If a line in the material below has the word "self", copy it.

════════════════════

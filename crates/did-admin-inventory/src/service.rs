//! Inventory service implementation.
//!
//! This module provides the `Inventory` trait and the `InventoryService`
//! implementation that owns the four record stores and coordinates the
//! operations that span them (imports, area-code state sync, DialB
//! annotation).

use std::sync::Arc;

use async_trait::async_trait;
use chrono::Utc;
use did_admin_core::phone;
use did_admin_import::{csv, header, mapping, ColumnMapping, SanitizedCsv, TargetField};
use did_admin_store::{
    AreaCode, AreaCodePatch, BlobStore, ChangeEvent, Company, CompanyPatch, DialBPatch,
    DialBRecord, Did, DidPatch, Entity, RecordStore,
};
use tokio::sync::{broadcast, Mutex};

use crate::area_codes::{self, StateLookup};
use crate::dialb::{self, MatchIndex};
use crate::error::{InventoryError, Result};
use crate::export;
use crate::import::{self, ImportContext};
use crate::types::{
    CreateAreaCodeRequest, CreateCompanyRequest, CreateDialBRequest, CreateDidRequest,
    DialBImportOutcome, DialBQuery, DialBStats, DidView, ImportOutcome, ImportPreview,
    ImportRequest, InventoryConfig,
};
use crate::view::{self, ViewQuery};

════════════════════

> _REPLY_:
use crate::area_codes::{self, StateLookup};
use crate::dialb::{self, MatchIndex};
use crate::import::{self, ImportContext};
use crate::view::{self, ViewQuery};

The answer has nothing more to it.